Given records:
....

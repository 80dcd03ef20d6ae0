use std::{io, pin::pin, thread, time::Duration};

use anyhow::{Context, Result};
use chrono::Utc;
use crossterm::{
    event::{self, Event, KeyCode, KeyEvent, KeyEventKind, KeyModifiers},
    execute,
    terminal::{disable_raw_mode, enable_raw_mode, EnterAlternateScreen, LeaveAlternateScreen},
};
use ratatui::{
    backend::CrosstermBackend,
    layout::{Constraint, Direction, Layout, Rect},
    style::{Color, Modifier, Style},
    text::{Line, Span},
    widgets::{Block, Borders, List, ListItem, ListState, Paragraph, Tabs, Wrap},
    Frame, Terminal,
};
use sizzle_core::{
    session::format_amount, Control, GameEvent, GameSession, SaveError, Snapshot,
};
use tokio::{
    sync::mpsc,
    time::{self, MissedTickBehavior},
};
use tracing::{debug, info};

const INPUT_POLL: Duration = Duration::from_millis(250);

#[derive(Debug, Clone)]
struct Theme {
    primary_fg: Color,
    accent: Color,
    muted: Color,
    selection_bg: Color,
    success: Color,
    warning: Color,
}

impl Default for Theme {
    fn default() -> Self {
        Self {
            primary_fg: Color::White,
            accent: Color::Yellow,
            muted: Color::DarkGray,
            selection_bg: Color::DarkGray,
            success: Color::Green,
            warning: Color::Red,
        }
    }
}

/// Terminal front end: renders snapshots and feeds events into the session.
pub struct SizzleApp {
    session: GameSession,
    theme: Theme,
}

impl SizzleApp {
    pub fn new(session: GameSession) -> Self {
        Self {
            session,
            theme: Theme::default(),
        }
    }

    pub async fn run(&mut self) -> Result<()> {
        let mut stdout = io::stdout();
        enable_raw_mode().context("failed to enter raw mode")?;
        execute!(stdout, EnterAlternateScreen).context("failed to enter alternate screen")?;
        let backend = CrosstermBackend::new(stdout);
        let mut terminal = Terminal::new(backend).context("failed to create terminal")?;
        terminal.hide_cursor()?;
        terminal.clear()?;

        let result = self.event_loop(&mut terminal).await;
        if result.is_err() && !self.session.is_finished() {
            self.session.shutdown(Utc::now());
        }

        restore_terminal(&mut terminal)?;
        result
    }

    async fn event_loop(
        &mut self,
        terminal: &mut Terminal<CrosstermBackend<io::Stdout>>,
    ) -> Result<()> {
        let (input_tx, mut input_rx) = mpsc::channel::<Event>(128);
        spawn_input_thread(input_tx);

        let tick_interval = self.session.catalog().config.tick_interval();
        let mut ticker = time::interval(tick_interval);
        ticker.set_missed_tick_behavior(MissedTickBehavior::Skip);
        let mut interrupt = pin!(tokio::signal::ctrl_c());
        info!(tick_ms = tick_interval.as_millis() as u64, "Entering run loop");

        loop {
            terminal.draw(|frame| self.draw(frame))?;

            let event = tokio::select! {
                maybe_input = input_rx.recv() => match maybe_input {
                    Some(input) => map_input(&input),
                    None => Some(GameEvent::Terminate),
                },
                _ = ticker.tick() => Some(GameEvent::Tick),
                _ = &mut interrupt => Some(GameEvent::Terminate),
            };

            let Some(event) = event else {
                continue;
            };
            if !matches!(event, GameEvent::Tick) {
                debug!(?event, "Handling event");
            }
            if self.session.handle(event, Utc::now()) == Control::Exit {
                info!("Session finished");
                break;
            }
        }
        Ok(())
    }

    pub fn take_shutdown_error(&mut self) -> Option<SaveError> {
        self.session.take_shutdown_error()
    }

    fn draw(&self, frame: &mut Frame) {
        let snapshot = self.session.snapshot();
        let config = snapshot.catalog.config;
        let area = frame.size();
        let rows = Layout::default()
            .direction(Direction::Vertical)
            .constraints([
                Constraint::Length(3),
                Constraint::Length(3),
                Constraint::Min(config.rows.saturating_add(2)),
                Constraint::Length(3),
                Constraint::Length(1),
            ])
            .split(area);

        self.render_tabs(frame, rows[0], &snapshot);
        self.render_balances(frame, rows[1], &snapshot);

        let body = Layout::default()
            .direction(Direction::Horizontal)
            .constraints([
                Constraint::Length(config.cols.saturating_add(24)),
                Constraint::Min(20),
            ])
            .split(rows[2]);
        self.render_upgrades(frame, body[0], &snapshot);
        self.render_details(frame, body[1], &snapshot);
        self.render_status(frame, rows[3], &snapshot);
        self.render_help(frame, rows[4]);
    }

    fn render_tabs(&self, frame: &mut Frame, area: Rect, snapshot: &Snapshot) {
        let titles: Vec<Line> = snapshot
            .catalog
            .tabs
            .iter()
            .map(|tab| Line::from(format!("{} {}", tab.icon, tab.name)))
            .collect();
        let tabs = Tabs::new(titles)
            .select(snapshot.navigation.active_tab())
            .block(Block::default().borders(Borders::ALL).title("Sizzle Star"))
            .style(Style::default().fg(self.theme.muted))
            .highlight_style(
                Style::default()
                    .fg(self.theme.accent)
                    .add_modifier(Modifier::BOLD),
            );
        frame.render_widget(tabs, area);
    }

    fn render_balances(&self, frame: &mut Frame, area: Rect, snapshot: &Snapshot) {
        let rates = snapshot.rates();
        let mut spans = Vec::new();
        for tab in snapshot.catalog.tabs.iter().filter(|tab| tab.is_economic()) {
            let Some(currency) = tab.currency.as_deref() else {
                continue;
            };
            if !spans.is_empty() {
                spans.push(Span::raw("   "));
            }
            let rate = rates.get(currency).copied().unwrap_or(0.0);
            spans.push(Span::styled(
                format!("{} {} {}", tab.icon, format_amount(snapshot.economy.balance(currency)), currency),
                Style::default()
                    .fg(self.theme.primary_fg)
                    .add_modifier(Modifier::BOLD),
            ));
            spans.push(Span::styled(
                format!(" (+{}/s)", format_amount(rate)),
                Style::default().fg(self.theme.muted),
            ));
        }
        let balances = Paragraph::new(Line::from(spans))
            .block(Block::default().borders(Borders::ALL).title("Balances"));
        frame.render_widget(balances, area);
    }

    fn render_upgrades(&self, frame: &mut Frame, area: Rect, snapshot: &Snapshot) {
        let Some(tab) = snapshot.current_tab() else {
            return;
        };
        let balance = tab
            .currency
            .as_deref()
            .map(|currency| snapshot.economy.balance(currency));

        let items: Vec<ListItem> = tab
            .upgrades
            .iter()
            .map(|upgrade| {
                let mut spans = vec![Span::raw(upgrade.description.clone())];
                if let Some(balance) = balance {
                    let cost = snapshot.cost(tab, upgrade);
                    let cost_color = if balance >= cost {
                        self.theme.success
                    } else {
                        self.theme.muted
                    };
                    spans.push(Span::styled(
                        format!("  x{}", snapshot.owned(tab, upgrade)),
                        Style::default().fg(self.theme.accent),
                    ));
                    spans.push(Span::styled(
                        format!("  {} {}", format_amount(cost), tab.icon),
                        Style::default().fg(cost_color),
                    ));
                }
                ListItem::new(Line::from(spans))
            })
            .collect();

        let mut state = ListState::default();
        state.select(Some(snapshot.navigation.active_selection()));
        let list = List::new(items)
            .block(Block::default().borders(Borders::ALL).title(tab.name.as_str()))
            .highlight_style(Style::default().bg(self.theme.selection_bg))
            .highlight_symbol("▶ ");
        frame.render_stateful_widget(list, area, &mut state);
    }

    fn render_details(&self, frame: &mut Frame, area: Rect, snapshot: &Snapshot) {
        let (Some(tab), Some(upgrade)) = (snapshot.current_tab(), snapshot.current_upgrade())
        else {
            return;
        };

        let mut lines = vec![
            Line::from(Span::styled(
                upgrade.description.clone(),
                Style::default()
                    .fg(self.theme.accent)
                    .add_modifier(Modifier::BOLD),
            )),
            Line::from(""),
        ];
        match tab.currency.as_deref() {
            _ if upgrade.is_quit() => {
                lines.push(Line::from("Save your progress and close the shop."));
                lines.push(Line::from("Production keeps running while you are away."));
            }
            Some(currency) => {
                let owned = snapshot.owned(tab, upgrade);
                let cost = snapshot.cost(tab, upgrade);
                let balance = snapshot.economy.balance(currency);
                lines.push(Line::from(format!("Owned: {owned}")));
                lines.push(Line::from(format!(
                    "Next costs: {} {currency}",
                    format_amount(cost)
                )));
                lines.push(Line::from(format!(
                    "Produces: {} {currency}/s each",
                    format_amount(upgrade.base_production)
                )));
                lines.push(Line::from(format!(
                    "Currently: {} {currency}/s",
                    format_amount(owned as f64 * upgrade.base_production)
                )));
                if balance < cost {
                    lines.push(Line::from(""));
                    lines.push(Line::from(Span::styled(
                        format!("Need {} more", format_amount(cost - balance)),
                        Style::default().fg(self.theme.warning),
                    )));
                }
            }
            None => {}
        }

        let details = Paragraph::new(lines)
            .block(Block::default().borders(Borders::ALL).title("Details"))
            .wrap(Wrap { trim: true });
        frame.render_widget(details, area);
    }

    fn render_status(&self, frame: &mut Frame, area: Rect, snapshot: &Snapshot) {
        let status = Paragraph::new(snapshot.status.unwrap_or("Ready"))
            .style(Style::default().fg(self.theme.primary_fg))
            .block(Block::default().borders(Borders::ALL).title("Status"));
        frame.render_widget(status, area);
    }

    fn render_help(&self, frame: &mut Frame, area: Rect) {
        let help = Paragraph::new("←/→ tabs  ↑/↓ select  Enter buy  q quit")
            .style(Style::default().fg(self.theme.muted));
        frame.render_widget(help, area);
    }
}

fn map_input(event: &Event) -> Option<GameEvent> {
    match event {
        Event::Key(key) => map_key(key),
        _ => None,
    }
}

fn map_key(key: &KeyEvent) -> Option<GameEvent> {
    if key.kind != KeyEventKind::Press {
        return None;
    }
    if key.modifiers.contains(KeyModifiers::CONTROL) {
        return match key.code {
            KeyCode::Char('c') => Some(GameEvent::Terminate),
            _ => None,
        };
    }
    match key.code {
        KeyCode::Left | KeyCode::Char('h') | KeyCode::BackTab => Some(GameEvent::NavigateTab(-1)),
        KeyCode::Right | KeyCode::Char('l') | KeyCode::Tab => Some(GameEvent::NavigateTab(1)),
        KeyCode::Up | KeyCode::Char('k') => Some(GameEvent::NavigateSelection(-1)),
        KeyCode::Down | KeyCode::Char('j') => Some(GameEvent::NavigateSelection(1)),
        KeyCode::Enter | KeyCode::Char(' ') => Some(GameEvent::Activate),
        KeyCode::Esc | KeyCode::Char('q') | KeyCode::Char('Q') => Some(GameEvent::Terminate),
        _ => None,
    }
}

fn restore_terminal(terminal: &mut Terminal<CrosstermBackend<io::Stdout>>) -> Result<()> {
    disable_raw_mode().context("failed to disable raw mode")?;
    execute!(terminal.backend_mut(), LeaveAlternateScreen)
        .context("failed to leave alternate screen")?;
    terminal.show_cursor()?;
    Ok(())
}

fn spawn_input_thread(sender: mpsc::Sender<Event>) {
    thread::spawn(move || loop {
        match event::poll(INPUT_POLL) {
            Ok(true) => match event::read() {
                Ok(evt) => {
                    if sender.blocking_send(evt).is_err() {
                        break;
                    }
                }
                Err(_) => break,
            },
            Ok(false) => {
                if sender.is_closed() {
                    break;
                }
            }
            Err(_) => break,
        }
    });
}
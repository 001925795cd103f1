use criterion::{black_box, criterion_group, criterion_main, BenchmarkId, Criterion, Throughput};
use nlnk_ring::{HEADER_BYTES, Region, SpscRing};

const MSG_COUNT: u64 = 1_000_000;

fn heap_ring(capacity_bytes: u32) -> (SpscRing, Box<[u8]>) {
    let total = HEADER_BYTES + capacity_bytes as usize;
    let mut buf = vec![0u8; total].into_boxed_slice();
    let region = unsafe { Region::new(buf.as_mut_ptr(), total, capacity_bytes, true) }.unwrap();
    (SpscRing::new(region), buf)
}

fn bench_round_trip(c: &mut Criterion) {
    let mut group = c.benchmark_group("round_trip");
    group.throughput(Throughput::Elements(MSG_COUNT));

    for payload_len in [16usize, 64, 256] {
        group.bench_with_input(
            BenchmarkId::from_parameter(format!("payload_{payload_len}")),
            &payload_len,
            |b, &len| {
                let (ring, _buf) = heap_ring(1 << 20);
                let payload = vec![0xABu8; len];
                let mut dest = vec![0u8; len];
                let mut sequence = 0i32;

                b.iter(|| {
                    for _ in 0..MSG_COUNT {
                        while !ring.try_write(&payload, 1, 0, sequence) {
                            black_box(ring.try_read(&mut dest));
                        }
                        sequence = sequence.wrapping_add(1);
                        while ring.try_read(&mut dest).is_none() {
                            std::hint::spin_loop();
                        }
                        black_box(&dest);
                    }
                });
            },
        );
    }

    group.finish();
}

fn bench_drain_burst(c: &mut Criterion) {
    let mut group = c.benchmark_group("drain_burst");
    let payload = vec![0xABu8; 64];
    let burst = 256u64;
    group.throughput(Throughput::Elements(burst));

    group.bench_function("fill_then_drain", |b| {
        let (ring, _buf) = heap_ring(1 << 16);
        let mut dest = vec![0u8; 64];

        b.iter(|| {
            let mut written = 0u64;
            while written < burst && ring.try_write(&payload, 0, 0, written as i32) {
                written += 1;
            }
            let mut read = 0u64;
            while read < written {
                if ring.try_read(&mut dest).is_some() {
                    read += 1;
                }
            }
            black_box(&dest);
        });
    });

    group.finish();
}

criterion_group!(benches, bench_round_trip, bench_drain_burst);
criterion_main!(benches);
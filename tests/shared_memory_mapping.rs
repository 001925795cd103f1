//! Exercises `Region`/`SpscRing` over a real file-backed `mmap`, rather than
//! a heap buffer, mirroring how `producer_demo`/`consumer_demo` actually use
//! the crate and how IronSBE's `SharedRingBuffer` tests its own mapping.

use memmap2::MmapOptions;
use tempfile::tempfile;

use nlnk_ring::{Region, RingConfig, SpscRing};

#[test]
fn round_trip_over_a_file_backed_mapping() {
    let config = RingConfig::LOW_LATENCY.with_initialise(true);
    let total_bytes = nlnk_ring::HEADER_BYTES + config.capacity_bytes as usize;

    let file = tempfile().expect("create backing file");
    file.set_len(total_bytes as u64).expect("size backing file");

    let mut mmap = unsafe { MmapOptions::new().map_mut(&file) }.expect("map file");
    let region = unsafe {
        Region::new(mmap.as_mut_ptr(), total_bytes, config.capacity_bytes, config.initialise)
    }
    .expect("region validation");
    let ring = SpscRing::new(region);

    assert!(ring.try_write(&[0xDE, 0xAD, 0xBE, 0xEF], 3, 12345, 0));

    let mut dest = [0u8; 16];
    let rec = ring.try_read(&mut dest).expect("record available");
    assert_eq!(rec.msg_type, 3);
    assert_eq!(rec.timestamp, 12345);
    assert_eq!(rec.sequence, 0);
    assert_eq!(&dest[..4], &[0xDE, 0xAD, 0xBE, 0xEF]);
}

#[test]
fn second_attach_to_the_same_mapping_sees_published_state() {
    let config = RingConfig::LOW_LATENCY.with_initialise(true);
    let total_bytes = nlnk_ring::HEADER_BYTES + config.capacity_bytes as usize;

    let file = tempfile().expect("create backing file");
    file.set_len(total_bytes as u64).expect("size backing file");

    let mut producer_mmap = unsafe { MmapOptions::new().map_mut(&file) }.expect("map file");
    let producer_region = unsafe {
        Region::new(
            producer_mmap.as_mut_ptr(),
            total_bytes,
            config.capacity_bytes,
            true,
        )
    }
    .expect("producer region validation");
    let producer_ring = SpscRing::new(producer_region);
    assert!(producer_ring.try_write(b"hello", 1, 1, 1));

    // A second, independent mapping of the same file attaches without
    // re-initialising and observes the record the first mapping published.
    let mut consumer_mmap = unsafe { MmapOptions::new().map_mut(&file) }.expect("map file again");
    let consumer_region = unsafe {
        Region::new(
            consumer_mmap.as_mut_ptr(),
            total_bytes,
            config.capacity_bytes,
            false,
        )
    }
    .expect("consumer region validation");
    let consumer_ring = SpscRing::new(consumer_region);

    let mut dest = [0u8; 16];
    let rec = consumer_ring.try_read(&mut dest).expect("record visible across mappings");
    assert_eq!(&dest[..5], b"hello");
    assert_eq!(rec.sequence, 1);
}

....

Task instructions: Pick every line from the listing holding the string "sender", and copy it.

Solved problem:
fn spawn_input_thread(sender: mpsc::Sender<Event>) {
                    if sender.blocking_send(evt).is_err() {
                if sender.is_closed() {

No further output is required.